You should also explore the IRDAI's Regulatory Sandbox. This program allows startups to test innovative products on a limited number of customers in a controlled environment. It is a fantastic way to collect real-world data and validate your models before a full-scale launch. You can find more details on the IRDAI official website.

The Real Cost Isn't Just Storage

Thinking about data costs purely in terms of storage is a mistake. The bigger expenses lie elsewhere.

Data Cleaning and Structuring is a major cost. Raw data is almost always messy and inconsistent. You will spend significant time and money on engineers and tools to clean, label, and prepare your data so that your models can use it.

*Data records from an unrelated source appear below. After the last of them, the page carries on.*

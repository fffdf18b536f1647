//! Doctor command - validate configuration and show status

use anyhow::Result;
use post_batcher_adapters::outbox::read_outbox;
use post_batcher_domain::{BatchStore, TextProvider};
use serde::Serialize;
use std::path::PathBuf;
use std::sync::Arc;

use crate::args::DoctorArgs;
use crate::commands::{build_batch_store, build_history, build_providers, load_reserve};
use crate::config::{AppConfig, HistoryBackend};

#[derive(Debug, Serialize)]
struct DoctorReport {
    config: CheckResult,
    providers: CheckResult,
    reserve: CheckResult,
    history: CheckResult,
    batch: CheckResult,
    x_write: CheckResult,
    outbox: CheckResult,
    overall: String,
}

#[derive(Debug, Serialize)]
struct CheckResult {
    status: String,
    message: String,
    details: Option<serde_json::Value>,
}

impl CheckResult {
    fn ok(message: impl Into<String>) -> Self {
        Self {
            status: "ok".to_string(),
            message: message.into(),
            details: None,
        }
    }

    fn warn(message: impl Into<String>) -> Self {
        Self {
            status: "warn".to_string(),
            message: message.into(),
            details: None,
        }
    }

    fn error(message: impl Into<String>) -> Self {
        Self {
            status: "error".to_string(),
            message: message.into(),
            details: None,
        }
    }

    fn with_details(mut self, details: serde_json::Value) -> Self {
        self.details = Some(details);
        self
    }

    fn is_ok(&self) -> bool {
        self.status == "ok"
    }

    fn is_error(&self) -> bool {
        self.status == "error"
    }
}

pub async fn execute(args: DoctorArgs, config_path: Option<PathBuf>) -> Result<()> {
    let mut report = DoctorReport {
        config: CheckResult::error("Not checked"),
        providers: CheckResult::error("Not checked"),
        reserve: CheckResult::error("Not checked"),
        history: CheckResult::error("Not checked"),
        batch: CheckResult::error("Not checked"),
        x_write: CheckResult::error("Not checked"),
        outbox: CheckResult::error("Not checked"),
        overall: "error".to_string(),
    };

    let config = match AppConfig::load(config_path.as_deref()) {
        Ok(c) => {
            report.config = CheckResult::ok("Configuration loaded successfully");
            Some(c)
        }
        Err(e) => {
            report.config = CheckResult::error(format!("Failed to load config: {:#}", e));
            None
        }
    };

    if let Some(ref config) = config {
        report.providers = check_providers(config);
        report.reserve = check_reserve(config).await;
        report.history = check_history(config).await;
        report.batch = check_batch(config).await;
        report.x_write = check_x_write(config);
        report.outbox = check_outbox(config).await;
    }

    let checks = [
        &report.config,
        &report.providers,
        &report.reserve,
        &report.history,
        &report.batch,
    ];

    let has_error = checks.iter().any(|c| c.is_error());
    let all_ok = checks.iter().all(|c| c.is_ok());

    report.overall = if has_error {
        "error".to_string()
    } else if all_ok {
        "ok".to_string()
    } else {
        "warn".to_string()
    };

    if args.json {
        println!("{}", serde_json::to_string_pretty(&report)?);
    } else {
        print_report(&report);
    }

    if report.overall == "error" {
        std::process::exit(1);
    }

    Ok(())
}

fn check_providers(config: &AppConfig) -> CheckResult {
    let providers: Vec<Arc<dyn TextProvider>> = match build_providers(config) {
        Ok(p) => p,
        Err(e) => return CheckResult::error(format!("Failed to build providers: {:#}", e)),
    };

    if providers.is_empty() {
        return CheckResult::error("No providers configured");
    }

    let available: Vec<&str> = providers
        .iter()
        .filter(|p| p.is_available())
        .map(|p| p.name())
        .collect();
    let unavailable: Vec<&str> = providers
        .iter()
        .filter(|p| !p.is_available())
        .map(|p| p.name())
        .collect();

    let details = serde_json::json!({
        "available": available,
        "unavailable": unavailable,
    });

    let message = format!(
        "{} of {} chain links available",
        available.len(),
        providers.len()
    );

    if available.is_empty() {
        CheckResult::error(format!("{} (set an API key env var)", message)).with_details(details)
    } else if unavailable.is_empty() {
        CheckResult::ok(message).with_details(details)
    } else {
        CheckResult::warn(message).with_details(details)
    }
}

async fn check_reserve(config: &AppConfig) -> CheckResult {
    match load_reserve(config).await {
        Ok(items) if items.is_empty() => {
            CheckResult::warn("Reserve is empty; short rounds will leave the batch below target")
        }
        Ok(items) => {
            let target = config.generation.target_count;
            if items.len() < target {
                CheckResult::warn(format!(
                    "{} reserve items (fewer than target {})",
                    items.len(),
                    target
                ))
            } else {
                CheckResult::ok(format!("{} reserve items", items.len()))
            }
        }
        Err(e) => CheckResult::error(format!("{:#}", e)),
    }
}

async fn check_history(config: &AppConfig) -> CheckResult {
    let backend = config.general.history_backend;
    if backend == HistoryBackend::Memory {
        return CheckResult::warn("History backend: memory (duplicates across runs go unnoticed)");
    }

    let history = match build_history(config).await {
        Ok(h) => h,
        Err(e) => return CheckResult::error(format!("{:#}", e)),
    };

    match history.load_seen().await {
        Ok(seen) => CheckResult::ok(format!(
            "History backend: {:?}, {} known texts at {}",
            backend,
            seen.len(),
            config.general.history_path.display()
        )),
        Err(e) => CheckResult::error(format!("Failed to read history: {}", e)),
    }
}

async fn check_batch(config: &AppConfig) -> CheckResult {
    let store = build_batch_store(config);
    match store.load().await {
        Ok(Some(batch)) => CheckResult::ok(format!(
            "Batch for {}: {} pending, {} published",
            batch.date,
            batch.items.len(),
            batch.published
        )),
        Ok(None) => CheckResult::ok(format!(
            "No batch yet at {}",
            store.path().display()
        )),
        Err(e) => CheckResult::error(format!("Batch file unreadable: {}", e)),
    }
}

fn check_x_write(config: &AppConfig) -> CheckResult {
    if !config.x.enabled {
        return CheckResult::ok("X write disabled");
    }

    let env_var = &config.x.oauth2_user_token_env;

    if env_var.is_empty() {
        return CheckResult::error("No user token env var configured");
    }

    match std::env::var(env_var) {
        Ok(val) if !val.is_empty() => CheckResult::ok(format!(
            "User token: {} (set), max chars: {}",
            env_var, config.x.max_chars
        )),
        _ => CheckResult::warn(format!("User token: {} (not set)", env_var)),
    }
}

async fn check_outbox(config: &AppConfig) -> CheckResult {
    let path = &config.publish.outbox_path;
    match read_outbox(path).await {
        Ok(entries) if entries.is_empty() => CheckResult::ok("No posts awaiting approval"),
        Ok(entries) => CheckResult::ok(format!(
            "{} post(s) awaiting approval in {}",
            entries.len(),
            path.display()
        ))
        .with_details(serde_json::json!({
            "oldest": entries.first().map(|e| e.queued_at.to_string()),
        })),
        Err(e) => CheckResult::warn(format!("Outbox unreadable: {}", e)),
    }
}

fn print_report(report: &DoctorReport) {
    println!("post-batcher Doctor Report");
    println!("==========================");
    println!();

    print_check("Config", &report.config);
    print_check("Providers", &report.providers);
    print_check("Reserve", &report.reserve);
    print_check("History", &report.history);
    print_check("Batch", &report.batch);
    print_check("X Write", &report.x_write);
    print_check("Outbox", &report.outbox);

    println!();
    let symbol = match report.overall.as_str() {
        "ok" => "✓",
        "warn" => "⚠",
        _ => "✗",
    };
    println!("{} Overall: {}", symbol, report.overall.to_uppercase());

    if report.overall != "error" {
        println!();
        println!("Ready to run! Try: post-batcher generate");
    }
}

fn print_check(name: &str, result: &CheckResult) {
    let symbol = match result.status.as_str() {
        "ok" => "✓",
        "warn" => "⚠",
        _ => "✗",
    };
    println!("{} {}: {}", symbol, name, result.message);
}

Compliance is another growing expense. India's Digital Personal Data Protection (DPDP) Act imposes strict rules on how companies collect, store, and process user information. You will need to invest in legal advice, consent management systems, and robust security infrastructure to avoid heavy penalties.

Finally, the biggest cost is talent. Good data scientists, analysts, and engineers are in high demand. The real investment is in the people who can turn raw data into valuable business insights. Your team is your most important data asset.

You don't need to be a data giant to succeed in insurtech. Start small, focus on a specific problem, and build a high-quality dataset. Grow your data strategy in phases as your company scales. The future of insurance in India will be defined by those who are smartest with their data, not necessarily those who have the most.

Frequently Asked Questions

What is the minimum data needed for an insurtech startup?
An insurtech startup can begin building its initial risk models with a clean, focused dataset of 10,000 to 50,000 customer profiles for a single product line.
Why is data quality more important than quantity for insurtech?
High-quality, relevant data allows for more accurate risk assessment and pricing models. A small, clean dataset is far more valuable than a large, messy one that can lead to flawed conclusions.
What are alternative data sources for insurtech in India?
Besides direct user input, Indian insurtechs can use public government data, partner with other digital platforms (with consent), and leverage data from telematics devices or health apps to enrich their models.
How does India's data privacy law affect insurtech?
The Digital Personal Data Protection (DPDP) Act requires insurtech companies to be transparent about data collection, obtain explicit user consent, and implement strong security measures, adding to compliance costs.